Checklist for Dimension and Member Properties

  • Can you identify a time dimension?

  • Can you identify an accounts dimension?

  • Can you identify qualities or characteristics of dimensions that should be defined as separate attribute dimensions?

  • Which members require special data storage properties?

Designing an Outline to Optimize Performance

Position attribute dimensions at the end of the outline. Position dense dimensions before sparse dimensions.

The position of dimensions in an outline and the storage properties of dimensions can affect two areas of performance—how quickly calculations are run and how long it takes users to retrieve information.

See these topics to understand performance optimization basics:

Optimizing Query Performance

To optimize query performance, use the following guidelines when you design an outline:

  • If the outline contains attribute dimensions, ensure that the attribute dimensions are the only sparse Dynamic Calc dimensions in the outline.

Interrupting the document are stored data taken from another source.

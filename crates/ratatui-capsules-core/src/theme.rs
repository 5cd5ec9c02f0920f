use std::collections::BTreeMap;

use ratatui::style::Modifier;
use ratatui::style::Style;
use serde::Deserialize;
use serde::Serialize;

use crate::color;
use crate::color::Rgb;

pub const BORDER_COLOR: &str = "--border-color";
pub const SELECTED: &str = "--selected";
pub const HOVER_SELECTED: &str = "--hover-selected";

const BORDER_OPACITY: f64 = 0.2;
const SELECTED_OPACITY: f64 = 0.1;
const HOVER_SELECTED_OPACITY: f64 = 0.2;

/// Theme data pushed by the host alongside a render event.
///
/// Only the text and primary colors drive the capsule style variables. The background is used to
/// flatten translucent variables into opaque terminal colors and falls back to black.
#[derive(Clone, Debug, Default, PartialEq, Eq, Serialize, Deserialize)]
#[serde(rename_all = "camelCase")]
pub struct ThemePayload {
    pub text_color: String,
    pub primary_color: String,
    #[serde(default)]
    pub background_color: Option<String>,
}

impl ThemePayload {
    pub fn new(text_color: impl Into<String>, primary_color: impl Into<String>) -> Self {
        Self {
            text_color: text_color.into(),
            primary_color: primary_color.into(),
            background_color: None,
        }
    }

    pub fn with_background(mut self, background_color: impl Into<String>) -> Self {
        self.background_color = Some(background_color.into());
        self
    }
}

/// Named style variables (`--border-color`, `--selected`, `--hover-selected`).
///
/// Values are CSS `rgba(...)` strings so hosts that forward them to a stylesheet can use them
/// verbatim; [`Theme::apply_vars`] flattens them for terminal drawing.
#[derive(Clone, Debug, Default, PartialEq)]
pub struct StyleVars {
    props: BTreeMap<String, String>,
}

impl StyleVars {
    pub fn from_payload(payload: &ThemePayload) -> Self {
        let mut vars = Self::default();
        vars.set_property(
            BORDER_COLOR,
            color::adjust_opacity(&payload.text_color, BORDER_OPACITY),
        );
        vars.set_property(
            SELECTED,
            color::adjust_opacity(&payload.primary_color, SELECTED_OPACITY),
        );
        vars.set_property(
            HOVER_SELECTED,
            color::adjust_opacity(&payload.primary_color, HOVER_SELECTED_OPACITY),
        );
        vars
    }

    pub fn set_property(&mut self, name: impl Into<String>, value: impl Into<String>) {
        self.props.insert(name.into(), value.into());
    }

    pub fn get(&self, name: &str) -> Option<&str> {
        self.props.get(name).map(String::as_str)
    }

    pub fn is_empty(&self) -> bool {
        self.props.is_empty()
    }

    pub fn iter(&self) -> impl Iterator<Item = (&str, &str)> {
        self.props.iter().map(|(k, v)| (k.as_str(), v.as_str()))
    }
}

#[derive(Clone, Debug)]
pub struct Theme {
    pub label: Style,
    pub capsule: Style,
    pub border: Style,
    pub selected: Style,
    pub hover_selected: Style,
    pub focused: Style,
    pub icon: Style,
}

impl Default for Theme {
    fn default() -> Self {
        use ratatui::style::Stylize;

        Self {
            label: Style::default(),
            capsule: Style::default(),
            border: Style::default().dark_gray(),
            selected: Style::default().cyan(),
            hover_selected: Style::default().cyan().add_modifier(Modifier::BOLD),
            focused: Style::default().add_modifier(Modifier::UNDERLINED),
            icon: Style::default(),
        }
    }
}

impl Theme {
    /// Restyles from host theme data: text color for labels and capsules, the primary color for
    /// selected text, and the style variables (flattened over the background) for fills.
    pub fn apply_vars(&mut self, payload: &ThemePayload, vars: &StyleVars) {
        let bg = payload
            .background_color
            .as_deref()
            .map(color::parse_hex)
            .unwrap_or_default();
        let text = color::parse_hex(&payload.text_color).to_color();
        let primary = color::parse_hex(&payload.primary_color).to_color();

        self.label = self.label.fg(text);
        self.capsule = self.capsule.fg(text);
        if let Some(c) = flatten(vars.get(BORDER_COLOR), bg) {
            self.border = self.border.fg(c.to_color());
        }
        if let Some(c) = flatten(vars.get(SELECTED), bg) {
            self.selected = self.selected.fg(primary).bg(c.to_color());
        }
        if let Some(c) = flatten(vars.get(HOVER_SELECTED), bg) {
            self.hover_selected = self.hover_selected.fg(primary).bg(c.to_color());
        }
    }
}

fn flatten(value: Option<&str>, bg: Rgb) -> Option<Rgb> {
    value.and_then(color::parse_rgba).map(|c| c.over(bg))
}

#[cfg(test)]
mod tests {
    use super::*;
    use ratatui::style::Color;

    #[test]
    fn vars_use_fixed_opacities() {
        let vars = StyleVars::from_payload(&ThemePayload::new("#31333F", "#FF4B4B"));
        assert_eq!(vars.get(BORDER_COLOR), Some("rgba(49, 51, 63, 0.2)"));
        assert_eq!(vars.get(SELECTED), Some("rgba(255, 75, 75, 0.1)"));
        assert_eq!(vars.get(HOVER_SELECTED), Some("rgba(255, 75, 75, 0.2)"));
    }

    #[test]
    fn payload_reads_host_field_names() {
        let payload: ThemePayload = serde_json::from_str(
            r##"{"textColor":"#fff","primaryColor":"#f00","backgroundColor":"#000","font":"sans"}"##,
        )
        .unwrap();
        assert_eq!(payload.primary_color, "#f00");
        assert_eq!(payload.background_color.as_deref(), Some("#000"));
    }

    #[test]
    fn apply_vars_flattens_over_background() {
        let payload = ThemePayload::new("#ffffff", "#ff0000").with_background("#000000");
        let vars = StyleVars::from_payload(&payload);
        let mut theme = Theme::default();
        theme.apply_vars(&payload, &vars);
        assert_eq!(theme.selected.fg, Some(Color::Rgb(255, 0, 0)));
        assert_eq!(theme.selected.bg, Some(Color::Rgb(26, 0, 0)));
        assert_eq!(theme.border.fg, Some(Color::Rgb(51, 51, 51)));
    }
}
use std::collections::BTreeSet;

use crate::args::DefaultValue;
use crate::args::SelectionMode;
use crate::host::ComponentValue;

/// Selection state of one rebuild lifecycle, keyed by option position.
///
/// Positions rather than strings so duplicate option texts stay independent, and so the reported
/// multi value always comes out in option order.
#[derive(Clone, Debug, PartialEq, Eq)]
pub enum Selection {
    Single(Option<usize>),
    Multi(BTreeSet<usize>),
}

impl Selection {
    pub fn from_default(mode: SelectionMode, options: &[String], default: &DefaultValue) -> Self {
        match mode {
            SelectionMode::Single => {
                Selection::Single(options.iter().position(|o| default.selects_single(o)))
            }
            SelectionMode::Multi => Selection::Multi(
                options
                    .iter()
                    .enumerate()
                    .filter(|(_, o)| default.selects_multi(o))
                    .map(|(i, _)| i)
                    .collect(),
            ),
        }
    }

    pub fn mode(&self) -> SelectionMode {
        match self {
            Selection::Single(_) => SelectionMode::Single,
            Selection::Multi(_) => SelectionMode::Multi,
        }
    }

    pub fn is_selected(&self, index: usize) -> bool {
        match self {
            Selection::Single(sel) => *sel == Some(index),
            Selection::Multi(set) => set.contains(&index),
        }
    }

    /// `true` when every one of `len` options is selected (multi mode only).
    pub fn all_selected(&self, len: usize) -> bool {
        match self {
            Selection::Single(_) => false,
            Selection::Multi(set) => set.len() == len,
        }
    }

    pub fn selected_count(&self) -> usize {
        match self {
            Selection::Single(sel) => usize::from(sel.is_some()),
            Selection::Multi(set) => set.len(),
        }
    }

    /// Single-mode click. Re-clicking the selected option clears it only when `clearable`.
    pub fn click_single(&mut self, index: usize, clearable: bool) {
        if let Selection::Single(sel) = self {
            *sel = if clearable && *sel == Some(index) {
                None
            } else {
                Some(index)
            };
        }
    }

    /// Multi-mode click: flips one option.
    pub fn toggle(&mut self, index: usize) {
        if let Selection::Multi(set) = self
            && !set.remove(&index)
        {
            set.insert(index);
        }
    }

    /// Multi-mode select-all click: clears when everything is selected, otherwise fills.
    pub fn toggle_all(&mut self, len: usize) {
        if let Selection::Multi(set) = self {
            if set.len() == len {
                set.clear();
            } else {
                *set = (0..len).collect();
            }
        }
    }

    pub fn value(&self, options: &[String]) -> ComponentValue {
        match self {
            Selection::Single(None) => ComponentValue::Null,
            Selection::Single(Some(i)) => options
                .get(*i)
                .cloned()
                .map_or(ComponentValue::Null, ComponentValue::Single),
            Selection::Multi(set) => ComponentValue::Multi(
                set.iter().filter_map(|i| options.get(*i).cloned()).collect(),
            ),
        }
    }
}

  • In the outline, place the more-queried sparse dimensions before the less-queried sparse dimensions.

The outline illustrated below is designed for optimum query performance:

  • Because the outline contains attribute dimensions, the storage property for standard dimensions and all standard dimensions members is set as store data.

  • As the most-queried sparse dimension, the Product dimension is the first of the sparse dimensions. Base dimensions are typically queried more than other dimensions.

Figure 1-5 Designing an Outline for Optimized Query Times


This image illustrates an outline that was designed for optimum query performance, as described in the text preceding the image.

Optimizing Calculation Performance

To optimize calculation performance, order the sparse dimensions in the outline by their number of members, starting with the dimension that contains the fewest.

See Designing for Calculation Performance.

The outline illustrated below is designed for optimum calculation performance:

  • The smallest standard dimension that is sparse, Market, is the first of the sparse dimensions in the outline.

  • The largest standard dimension that is sparse, Product, is immediately above the first attribute dimension. If the outline did not contain attribute dimensions, the Product dimension would be at the end of the outline.

Figure 1-6 Designing an Outline for Optimized Calculation Times


This image illustrates an outline that was designed for optimum calculation performance, as described in the text preceding the image.

Meeting the Needs of Both Calculation and Retrieval

Although they contain the same dimensions, the example outlines shown previously are different. To determine the best outline sequence for a situation, prioritize the data retrieval requirements of the users against the time needed to run calculations on the database. How often do you expect to update and recalculate the database? What is the nature of user queries? What is the expected volume of user queries?

A possible workaround is to initially position the dimensions in the outline to optimize calculation. After you run the calculations, you can manually resequence the dimensions to optimize retrieval. When you save the outline after you reposition its dimensions, choose to restructure the database by index only. Before you run calculations again, resequence the dimensions in the outline to optimize calculation.